Par : Lesley Brown 9 décembre 2019 no comments

Economie de l’attention et mobilité – partie 2 : applications concrètes

Paris, le 15 novembre 2019 : plusieurs invités ont intervenu dans cette séance de Futura-Mobility pour présenter et discuter les applications et les business models du point de vue de leur activité. Parmi eux, le think tank a accueilli :

  • Alexandra Lafay, directrice déléguée, communication, RSE & affaires publiques, Mediatransports. Le métier de cette régie publicitaire de la RATP et des gares SNCF est de vendre de la publicité. Dans son secteur de l’affichage, l’entreprise est confrontée à la question « comment est-ce qu’on gère ce sujet de l’attention ? »
  • Julien Sivan, fondateur et CEO, SKYdeals. Cette startup française cherche à réinventer le marché à destination des voyageurs (travel retail) à bord les avions grâce à la connectivité à bord. Sa plateforme « inflight shoppertainment » est déployée sur Air France depuis mi-janvier 2019. Elle est aussi disponible sur les vols Paris-New York de La Compagnie et va être présent sur le groupe Lufthansa très bientôt…
  • Ali Erhouni, co-fondateur & COO, Firefly Media Senegal . Basée au Sénégal depuis 2016, l’objectif de la startup est de créer un lien entre les annonceurs publicitaires et les usagers de transport en commun à travers des écrans dans les bus.

 

Les audiences – qui, où et combien ? 

« Avec l’évolution des mass médias aujourd’hui, avec la baisse de la durée d’écoute en télévision – idem à la radio – et la basse des ventes de la presse, on observe une vraie fragmentation des audiences ».

 

Alexandra Lafay, directrice déléguée, communication, RSE & affaires publiques, Mediatransports

 

Cependant, aussi paradoxal que cela puisse paraître, Mediatransports observe une augmentation de ses audiences. « Parce qu’en tant que régie publicitaire spécialisée dans les transports, notre audience c’est le nombre de personnes qui prennent le métro, le train, qui voient les bus tous les jours », a expliqué Mme Lafay. « Donc évidemment le développement des mobilités fait qu’il y a une audience de plus en plus importante dans ce paysage pour la publicité ».

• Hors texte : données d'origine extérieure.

//! 持久化网关 - 检测记录、帧记录、检测框记录以及告警帧图片

pub mod images;
pub mod memory;

use chrono::{DateTime, Utc};
use serde::{Deserialize, Serialize};

use crate::core::error::ScanResult;
use crate::core::labels::FraudLabel;
use crate::core::video::Frame;

pub use images::{FileImageStore, MemoryImageStore};
pub use memory::InMemoryRunStore;

pub type RunId = u64;
pub type FrameId = u64;
pub type BoxId = u64;

#[derive(Debug, Clone, PartialEq, Serialize, Deserialize)]
#[serde(rename_all = "camelCase")]
pub struct DetectionRun {
    pub id: RunId,
    pub model_id: i64,
    pub time_detect: DateTime<Utc>,
    pub description: String,
    pub confidence_threshold: f32,
    pub frame_skip: i64,
    pub similarity_threshold: f32,
    pub video_url: Option<String>,
    /// Insertion order is processing order.
    pub frames: Vec<FrameRecord>,
}

#[derive(Debug, Clone, PartialEq, Serialize, Deserialize)]
#[serde(rename_all = "camelCase")]
pub struct FrameRecord {
    pub id: FrameId,
    pub run_id: RunId,
    pub image_url: String,
    pub bounding_boxes: Vec<BoundingBoxRecord>,
}

/// `x_center`/`y_center` hold the top-left corner, not the centre. Existing consumers read
/// them that way, so the naming stays.
#[derive(Debug, Clone, PartialEq, Serialize, Deserialize)]
#[serde(rename_all = "camelCase")]
pub struct BoundingBoxRecord {
    pub id: BoxId,
    pub frame_id: FrameId,
    pub fraud_label: Option<FraudLabel>,
    pub x_center: f32,
    pub y_center: f32,
    pub width: f32,
    pub height: f32,
    pub confidence: f32,
}

impl BoundingBoxRecord {
    pub fn to_xyxy(&self) -> (f32, f32, f32, f32) {
        (
            self.x_center,
            self.y_center,
            self.x_center + self.width,
            self.y_center + self.height,
        )
    }
}

#[derive(Debug, Clone)]
pub struct NewRun {
    pub model_id: i64,
    pub time_detect: DateTime<Utc>,
    pub description: String,
    pub confidence_threshold: f32,
    pub frame_skip: i64,
    pub similarity_threshold: f32,
    pub video_url: Option<String>,
}

#[derive(Debug, Clone, PartialEq)]
pub struct NewBoundingBox {
    pub fraud_label: Option<FraudLabel>,
    pub x_center: f32,
    pub y_center: f32,
    pub width: f32,
    pub height: f32,
    pub confidence: f32,
}

#[derive(Debug, Clone, PartialEq, Serialize, Deserialize)]
pub struct ImageRef {
    pub relative_path: String,
    pub url: String,
}

pub trait RunStore: Send + Sync {
    fn create_run(&self, run: NewRun) -> ScanResult<RunId>;
    fn create_frame(&self, run_id: RunId, image: &ImageRef) -> ScanResult<FrameId>;
    fn create_bounding_box(&self, frame_id: FrameId, bbox: NewBoundingBox) -> ScanResult<BoxId>;
    fn update_run_description(&self, run_id: RunId, description: &str) -> ScanResult<()>;
    fn get_run(&self, run_id: RunId) -> ScanResult<Option<DetectionRun>>;
}

pub trait ImageStore: Send + Sync {
    fn save_frame_image(&self, frame: &Frame, ordinal: u64) -> ScanResult<ImageRef>;
}

#[cfg(test)]
mod tests {
    use super::*;

    #[test]
    fn test_box_record_reconstructs_corners() {
        let record = BoundingBoxRecord {
            id: 1,
            frame_id: 1,
            fraud_label: None,
            x_center: 10.5,
            y_center: 20.0,
            width: 30.25,
            height: 5.0,
            confidence: 0.9,
        };
        let (x1, y1, x2, y2) = record.to_xyxy();
        assert_eq!((x1, y1), (10.5, 20.0));
        assert!((x2 - 40.75).abs() < 1e-5);
        assert!((y2 - 25.0).abs() < 1e-5);
    }

    #[test]
    fn test_box_record_serializes_legacy_field_names() {
        let record = BoundingBoxRecord {
            id: 3,
            frame_id: 2,
            fraud_label: None,
            x_center: 1.0,
            y_center: 2.0,
            width: 3.0,
            height: 4.0,
            confidence: 0.5,
        };
        let json = serde_json::to_value(&record).unwrap();
        assert_eq!(json["xCenter"], 1.0);
        assert_eq!(json["yCenter"], 2.0);
        assert_eq!(json["frameId"], 2);
        assert!(json["fraudLabel"].is_null());
    }
}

Le potentiel d’audience a été un facteur clé dans la décision de Firefly Media de se lancer en Afrique, plutôt qu’ailleurs. Sur ce continent, plus de 100 millions de personnes empruntent le bus chaque jour. Certaines passent plus de 35 heures par semaine dans les transports publics, notamment les bus.

 

Ali Erhouni, co-fondateur & COO, Firefly Media Senegal

 

Au Sénégal, avec une population d’un peu près 12 millions d’habitants, tous les jours 2 millions de gens prennent les autobus Tata – le réseau privé du pays. « Tout le monde prend le bus car les gens n’ont pas forcément de voiture, il n’y a pas d’Uber ni de métro », a expliqué M. Erhouni.

« Autre élément de contexte », ajouta-t-il, « le marché publicitaire en Afrique est estimé à plus de 50 milliards de dollars. Tous les ans, ce marché croît de 8 %, ce qui est hallucinant par rapport aux marchés beaucoup plus matures comme l’Europe ou les Etats Unis ».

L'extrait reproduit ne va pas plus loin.